Gallic Confession (1559)
French
Protestant statement of religious belief. Protestantism began to take hold during
the second and third quarters of the sixteenth century. In 1555 a congregation
was organized in Paris, holding regular services and having a formal
organization; and during the years immediately following, similar groups sprang
up elsewhere in France. In May, 1559, representatives of these congregations
met in Paris under the moderatorship of Francois de Morel, the local pastor,
for their first national synod, at which a system of church discipline was
approved. This assembly received from Geneva a draft confession of faith in
thirty-five articles and expanded it into forty. These articles began with the
Triune God, revealed in his written Word, the Bible. Then they affirmed
adherence to the three ecumenical creeds, Apostles', Nicene, and Athanasian.

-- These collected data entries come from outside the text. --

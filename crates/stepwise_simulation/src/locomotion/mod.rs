//! Locomotion: источник MovementInput для AI агентов
//!
//! Arrive steering: направление на цель в плоскости XZ, magnitude 0 внутри
//! stopping distance. Обход препятствий: три луча (текущий курс, ±45°)
//! против `OBSTACLE_PROBE` геометрии, ближайший hit подменяет цель точкой
//! `hit + normal * avoidance_distance`. Курс поворачивается к новому
//! направлению через lerp со скоростью `rotation_speed`.

use bevy::prelude::*;

use crate::collision::{CollisionFilter, CollisionQuery, CollisionSnapshot, RayHit};
use crate::components::movement::MovementInput;
use crate::math::{flatten, orientation_to_vector, safe_normalize, vector_to_orientation, DEG_TO_RAD};

/// Угол боковых лучей обхода (градусы)
pub const AVOIDANCE_ANGLE: f32 = 45.0;

/// Цель движения агента
#[derive(Component, Debug, Clone, Copy, PartialEq, Reflect)]
#[reflect(Component)]
pub struct ArriveTarget {
    pub target: Vec3,
    /// Внутри этого радиуса (XZ) агент стоит
    pub stopping_distance: f32,
    /// Дальность лучей обхода; 0 — без обхода
    pub avoidance_distance: f32,
    /// Скорость поворота курса (доля за секунду); 0 — поворот мгновенный
    pub rotation_speed: f32,
}

impl ArriveTarget {
    pub fn new(target: Vec3, stopping_distance: f32) -> Self {
        Self {
            target,
            stopping_distance,
            avoidance_distance: 0.0,
            rotation_speed: 0.0,
        }
    }

    pub fn with_avoidance(mut self, distance: f32) -> Self {
        self.avoidance_distance = distance;
        self
    }

    pub fn with_rotation_speed(mut self, speed: f32) -> Self {
        self.rotation_speed = speed;
        self
    }
}

/// Arrive: (direction, magnitude) из позиции агента к цели
pub fn arrive_input(position: Vec3, target: &ArriveTarget) -> (Vec3, f32) {
    let to_target = flatten(target.target - position);
    if to_target.length_squared() <= target.stopping_distance * target.stopping_distance {
        return (Vec3::ZERO, 0.0);
    }
    match safe_normalize(to_target) {
        Some(direction) => (direction, 1.0),
        None => (Vec3::ZERO, 0.0),
    }
}

/// Ближайшее препятствие по трём лучам: курс и ±45° от него
pub fn find_obstacle(
    world: &dyn CollisionQuery,
    origin: Vec3,
    heading: Vec3,
    distance: f32,
    exclude: Option<Entity>,
) -> Option<RayHit> {
    if distance <= 0.0 || !distance.is_finite() {
        return None;
    }
    let heading = safe_normalize(flatten(heading))?;
    let orientation = vector_to_orientation(heading);

    let directions = [
        heading,
        orientation_to_vector(orientation + AVOIDANCE_ANGLE * DEG_TO_RAD),
        orientation_to_vector(orientation - AVOIDANCE_ANGLE * DEG_TO_RAD),
    ];

    let mut closest: Option<RayHit> = None;
    for direction in directions {
        let hit = world.closest_ray(
            origin,
            origin + direction * distance,
            CollisionFilter::OBSTACLE_PROBE,
            exclude,
        );
        if let Some(hit) = hit {
            if closest.map_or(true, |best| hit.fraction < best.fraction) {
                closest = Some(hit);
            }
        }
    }
    closest
}

/// Точка обхода: от препятствия по его нормали на `distance`
///
/// None — путь свободен, агент идёт к исходной цели.
pub fn avoid_obstacles(
    world: &dyn CollisionQuery,
    origin: Vec3,
    heading: Vec3,
    distance: f32,
    exclude: Option<Entity>,
) -> Option<Vec3> {
    let hit = find_obstacle(world, origin, heading, distance, exclude)?;
    Some(hit.position + flatten(hit.normal) * distance)
}

/// Плавный поворот курса: lerp(current, desired, t), t в [0, 1]
///
/// Вырожденный результат (разворот ровно назад) → сразу desired.
pub fn smooth_direction(current: Vec3, desired: Vec3, t: f32) -> Vec3 {
    let Some(current) = safe_normalize(flatten(current)) else {
        return desired;
    };
    if !t.is_finite() || t >= 1.0 {
        return desired;
    }
    if t <= 0.0 {
        return current;
    }
    safe_normalize(current.lerp(desired, t)).unwrap_or(desired)
}

/// Система: ArriveTarget → MovementInput
///
/// Работает в FixedUpdate перед resolver'ом.
pub fn steer_towards_target(
    mut agents: Query<(Entity, &ArriveTarget, &Transform, &mut MovementInput)>,
    snapshot: Res<CollisionSnapshot>,
    time: Res<Time<Fixed>>,
) {
    let delta = time.delta_secs();
    for (entity, target, transform, mut input) in agents.iter_mut() {
        let position = transform.translation;
        let (direction, magnitude) = arrive_input(position, target);
        if magnitude <= 0.0 {
            input.direction = direction;
            input.magnitude = magnitude;
            continue;
        }

        let heading = safe_normalize(flatten(input.direction)).unwrap_or(direction);
        let desired = avoid_obstacles(
            &*snapshot,
            position,
            heading,
            target.avoidance_distance,
            Some(entity),
        )
        .and_then(|detour| safe_normalize(flatten(detour - position)))
        .unwrap_or(direction);

        input.direction = if target.rotation_speed > 0.0 {
            smooth_direction(heading, desired, delta * target.rotation_speed)
        } else {
            desired
        };
        input.magnitude = magnitude;
    }
}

They
proceeded to expound basic Protestant beliefs: man's corruption through sin,
Jesus Christ's essential deity and vicarious atonement, justification by grace
through faith, the gift of the regenerating Holy Spirit, the divine origin of
the church and its two sacraments of baptism and the Lord's Supper, and the
place of the political state as ordained by God "for the order and peace
of society." They asserted the doctrine of predestination in a moderate
form.
This revamped confession was adopted by the synod, and in 1560 a copy was presented to King Francis II with a plea for tolerance for its adherents. At the seventh national synod, held at La Rochelle in 1571, this Gallic Confession was revised and reaffirmed. It remained the official confessional statement of French Protestantism for over four centuries.
See also CONFESSIONS OF
FAITH.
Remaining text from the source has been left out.